Records provided Block Start

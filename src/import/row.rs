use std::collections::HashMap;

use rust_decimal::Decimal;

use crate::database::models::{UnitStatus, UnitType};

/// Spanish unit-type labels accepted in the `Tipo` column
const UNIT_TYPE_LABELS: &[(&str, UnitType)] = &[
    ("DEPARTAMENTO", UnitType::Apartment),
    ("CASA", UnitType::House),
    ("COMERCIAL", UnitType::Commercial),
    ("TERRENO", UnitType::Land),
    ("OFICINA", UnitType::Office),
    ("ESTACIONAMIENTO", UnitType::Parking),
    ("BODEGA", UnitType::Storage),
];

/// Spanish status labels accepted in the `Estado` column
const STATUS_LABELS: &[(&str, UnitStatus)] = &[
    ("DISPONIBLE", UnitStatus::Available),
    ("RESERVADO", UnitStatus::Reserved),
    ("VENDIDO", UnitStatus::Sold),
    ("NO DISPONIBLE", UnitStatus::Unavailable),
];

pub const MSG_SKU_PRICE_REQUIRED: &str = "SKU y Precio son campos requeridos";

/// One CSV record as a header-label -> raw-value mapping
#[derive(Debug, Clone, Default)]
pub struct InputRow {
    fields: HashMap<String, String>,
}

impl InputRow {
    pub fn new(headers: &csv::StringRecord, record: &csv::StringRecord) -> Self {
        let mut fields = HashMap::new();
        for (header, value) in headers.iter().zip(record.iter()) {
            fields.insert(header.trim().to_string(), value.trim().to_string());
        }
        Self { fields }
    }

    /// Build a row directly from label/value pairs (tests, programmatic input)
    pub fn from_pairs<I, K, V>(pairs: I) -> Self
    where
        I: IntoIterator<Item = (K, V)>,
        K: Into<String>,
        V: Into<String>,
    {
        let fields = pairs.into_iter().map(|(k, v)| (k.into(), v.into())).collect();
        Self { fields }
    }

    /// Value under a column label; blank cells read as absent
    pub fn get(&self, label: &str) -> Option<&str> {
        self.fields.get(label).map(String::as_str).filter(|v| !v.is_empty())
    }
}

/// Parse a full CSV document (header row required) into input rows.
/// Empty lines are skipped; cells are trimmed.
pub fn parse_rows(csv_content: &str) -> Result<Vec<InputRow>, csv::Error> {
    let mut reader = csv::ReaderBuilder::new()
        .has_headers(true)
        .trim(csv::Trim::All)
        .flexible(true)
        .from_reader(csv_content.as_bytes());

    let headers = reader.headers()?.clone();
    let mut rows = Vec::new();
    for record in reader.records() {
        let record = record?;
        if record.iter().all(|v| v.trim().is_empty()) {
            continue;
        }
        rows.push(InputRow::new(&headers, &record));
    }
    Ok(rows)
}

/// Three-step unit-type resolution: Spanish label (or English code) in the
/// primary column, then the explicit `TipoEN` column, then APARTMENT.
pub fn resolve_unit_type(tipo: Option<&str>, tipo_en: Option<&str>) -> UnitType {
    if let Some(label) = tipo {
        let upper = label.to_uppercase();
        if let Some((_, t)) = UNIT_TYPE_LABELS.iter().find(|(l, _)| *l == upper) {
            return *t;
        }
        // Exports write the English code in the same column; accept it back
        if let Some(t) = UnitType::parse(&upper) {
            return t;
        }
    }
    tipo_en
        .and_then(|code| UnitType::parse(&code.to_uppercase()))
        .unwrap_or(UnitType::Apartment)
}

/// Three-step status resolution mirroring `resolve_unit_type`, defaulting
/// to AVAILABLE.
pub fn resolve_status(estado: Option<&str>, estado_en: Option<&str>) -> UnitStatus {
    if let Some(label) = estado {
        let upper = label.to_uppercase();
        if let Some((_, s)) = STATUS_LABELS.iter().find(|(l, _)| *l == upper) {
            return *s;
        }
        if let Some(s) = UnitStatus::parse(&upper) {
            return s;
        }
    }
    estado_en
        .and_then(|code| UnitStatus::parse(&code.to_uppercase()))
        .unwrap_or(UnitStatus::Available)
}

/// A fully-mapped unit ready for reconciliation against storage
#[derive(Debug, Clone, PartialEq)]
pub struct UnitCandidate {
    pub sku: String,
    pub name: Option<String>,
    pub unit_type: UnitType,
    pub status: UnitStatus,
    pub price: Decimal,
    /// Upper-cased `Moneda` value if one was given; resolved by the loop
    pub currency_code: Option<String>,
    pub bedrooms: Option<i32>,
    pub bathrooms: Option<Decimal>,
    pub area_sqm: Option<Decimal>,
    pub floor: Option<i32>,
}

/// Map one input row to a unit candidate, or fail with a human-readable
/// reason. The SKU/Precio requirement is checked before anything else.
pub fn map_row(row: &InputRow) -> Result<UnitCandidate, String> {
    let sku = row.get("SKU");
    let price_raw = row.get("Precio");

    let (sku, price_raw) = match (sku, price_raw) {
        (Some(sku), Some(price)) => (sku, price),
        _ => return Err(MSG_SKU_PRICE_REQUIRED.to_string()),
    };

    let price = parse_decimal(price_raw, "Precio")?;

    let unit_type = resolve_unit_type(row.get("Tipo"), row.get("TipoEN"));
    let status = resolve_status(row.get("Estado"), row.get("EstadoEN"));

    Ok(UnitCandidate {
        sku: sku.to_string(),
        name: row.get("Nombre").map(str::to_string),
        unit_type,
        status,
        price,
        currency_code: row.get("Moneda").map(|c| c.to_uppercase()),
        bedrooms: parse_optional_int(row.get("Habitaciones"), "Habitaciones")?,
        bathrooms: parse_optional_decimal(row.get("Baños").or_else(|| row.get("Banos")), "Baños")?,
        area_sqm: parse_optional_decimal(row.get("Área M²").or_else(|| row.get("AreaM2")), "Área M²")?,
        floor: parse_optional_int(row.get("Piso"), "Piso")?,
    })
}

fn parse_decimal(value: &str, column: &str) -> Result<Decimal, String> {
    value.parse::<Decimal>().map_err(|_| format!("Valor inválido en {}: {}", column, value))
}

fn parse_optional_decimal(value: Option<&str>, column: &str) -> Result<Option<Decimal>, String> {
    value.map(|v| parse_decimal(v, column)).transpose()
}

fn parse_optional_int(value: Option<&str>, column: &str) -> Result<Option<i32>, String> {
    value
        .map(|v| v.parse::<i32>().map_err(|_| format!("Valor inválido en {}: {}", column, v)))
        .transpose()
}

Records provided Block End

## Exercise description:
Go back to the listing above and please repeat it exactly.

## Response for this exercise:
filename src/import/row.rs
use std::collections::HashMap;

use rust_decimal::Decimal;

use crate::database::models::{UnitStatus, UnitType};

/// Spanish unit-type labels accepted in the `Tipo` column
const UNIT_TYPE_LABELS: &[(&str, UnitType)] = &[
    ("DEPARTAMENTO", UnitType::Apartment),
    ("CASA", UnitType::House),
    ("COMERCIAL", UnitType::Commercial),
    ("TERRENO", UnitType::Land),
    ("OFICINA", UnitType::Office),
    ("ESTACIONAMIENTO", UnitType::Parking),
    ("BODEGA", UnitType::Storage),
];

/// Spanish status labels accepted in the `Estado` column
const STATUS_LABELS: &[(&str, UnitStatus)] = &[
    ("DISPONIBLE", UnitStatus::Available),
    ("RESERVADO", UnitStatus::Reserved),
    ("VENDIDO", UnitStatus::Sold),
    ("NO DISPONIBLE", UnitStatus::Unavailable),
];

pub const MSG_SKU_PRICE_REQUIRED: &str = "SKU y Precio son campos requeridos";

/// One CSV record as a header-label -> raw-value mapping
#[derive(Debug, Clone, Default)]
pub struct InputRow {
    fields: HashMap<String, String>,
}

impl InputRow {
    pub fn new(headers: &csv::StringRecord, record: &csv::StringRecord) -> Self {
        let mut fields = HashMap::new();
        for (header, value) in headers.iter().zip(record.iter()) {
            fields.insert(header.trim().to_string(), value.trim().to_string());
        }
        Self { fields }
    }

    /// Build a row directly from label/value pairs (tests, programmatic input)
    pub fn from_pairs<I, K, V>(pairs: I) -> Self
    where
        I: IntoIterator<Item = (K, V)>,
        K: Into<String>,
        V: Into<String>,
    {
        let fields = pairs.into_iter().map(|(k, v)| (k.into(), v.into())).collect();
        Self { fields }
    }

    /// Value under a column label; blank cells read as absent
    pub fn get(&self, label: &str) -> Option<&str> {
        self.fields.get(label).map(String::as_str).filter(|v| !v.is_empty())
    }
}

/// Parse a full CSV document (header row required) into input rows.
/// Empty lines are skipped; cells are trimmed.
pub fn parse_rows(csv_content: &str) -> Result<Vec<InputRow>, csv::Error> {
    let mut reader = csv::ReaderBuilder::new()
        .has_headers(true)
        .trim(csv::Trim::All)
        .flexible(true)
        .from_reader(csv_content.as_bytes());

    let headers = reader.headers()?.clone();
    let mut rows = Vec::new();
    for record in reader.records() {
        let record = record?;
        if record.iter().all(|v| v.trim().is_empty()) {
            continue;
        }
        rows.push(InputRow::new(&headers, &record));
    }
    Ok(rows)
}

/// Three-step unit-type resolution: Spanish label (or English code) in the
/// primary column, then the explicit `TipoEN` column, then APARTMENT.
pub fn resolve_unit_type(tipo: Option<&str>, tipo_en: Option<&str>) -> UnitType {
    if let Some(label) = tipo {
        let upper = label.to_uppercase();
        if let Some((_, t)) = UNIT_TYPE_LABELS.iter().find(|(l, _)| *l == upper) {
            return *t;
        }
        // Exports write the English code in the same column; accept it back
        if let Some(t) = UnitType::parse(&upper) {
            return t;
        }
    }
    tipo_en
        .and_then(|code| UnitType::parse(&code.to_uppercase()))
        .unwrap_or(UnitType::Apartment)
}

/// Three-step status resolution mirroring `resolve_unit_type`, defaulting
/// to AVAILABLE.
pub fn resolve_status(estado: Option<&str>, estado_en: Option<&str>) -> UnitStatus {
    if let Some(label) = estado {
        let upper = label.to_uppercase();
        if let Some((_, s)) = STATUS_LABELS.iter().find(|(l, _)| *l == upper) {
            return *s;
        }
        if let Some(s) = UnitStatus::parse(&upper) {
            return s;
        }
    }
    estado_en
        .and_then(|code| UnitStatus::parse(&code.to_uppercase()))
        .unwrap_or(UnitStatus::Available)
}

/// A fully-mapped unit ready for reconciliation against storage
#[derive(Debug, Clone, PartialEq)]
pub struct UnitCandidate {
    pub sku: String,
    pub name: Option<String>,
    pub unit_type: UnitType,
    pub status: UnitStatus,
    pub price: Decimal,
    /// Upper-cased `Moneda` value if one was given; resolved by the loop
    pub currency_code: Option<String>,
    pub bedrooms: Option<i32>,
    pub bathrooms: Option<Decimal>,
    pub area_sqm: Option<Decimal>,
    pub floor: Option<i32>,
}

/// Map one input row to a unit candidate, or fail with a human-readable
/// reason. The SKU/Precio requirement is checked before anything else.
pub fn map_row(row: &InputRow) -> Result<UnitCandidate, String> {
    let sku = row.get("SKU");
    let price_raw = row.get("Precio");

    let (sku, price_raw) = match (sku, price_raw) {
        (Some(sku), Some(price)) => (sku, price),
        _ => return Err(MSG_SKU_PRICE_REQUIRED.to_string()),
    };

    let price = parse_decimal(price_raw, "Precio")?;

    let unit_type = resolve_unit_type(row.get("Tipo"), row.get("TipoEN"));
    let status = resolve_status(row.get("Estado"), row.get("EstadoEN"));

    Ok(UnitCandidate {
        sku: sku.to_string(),
        name: row.get("Nombre").map(str::to_string),
        unit_type,
        status,
        price,
        currency_code: row.get("Moneda").map(|c| c.to_uppercase()),
        bedrooms: parse_optional_int(row.get("Habitaciones"), "Habitaciones")?,
        bathrooms: parse_optional_decimal(row.get("Baños").or_else(|| row.get("Banos")), "Baños")?,
        area_sqm: parse_optional_decimal(row.get("Área M²").or_else(|| row.get("AreaM2")), "Área M²")?,
        floor: parse_optional_int(row.get("Piso"), "Piso")?,
    })
}

fn parse_decimal(value: &str, column: &str) -> Result<Decimal, String> {
    value.parse::<Decimal>().map_err(|_| format!("Valor inválido en {}: {}", column, value))
}

fn parse_optional_decimal(value: Option<&str>, column: &str) -> Result<Option<Decimal>, String> {
    value.map(|v| parse_decimal(v, column)).transpose()
}

fn parse_optional_int(value: Option<&str>, column: &str) -> Result<Option<i32>, String> {
    value
        .map(|v| v.parse::<i32>().map_err(|_| format!("Valor inválido en {}: {}", column, v)))
        .transpose()
}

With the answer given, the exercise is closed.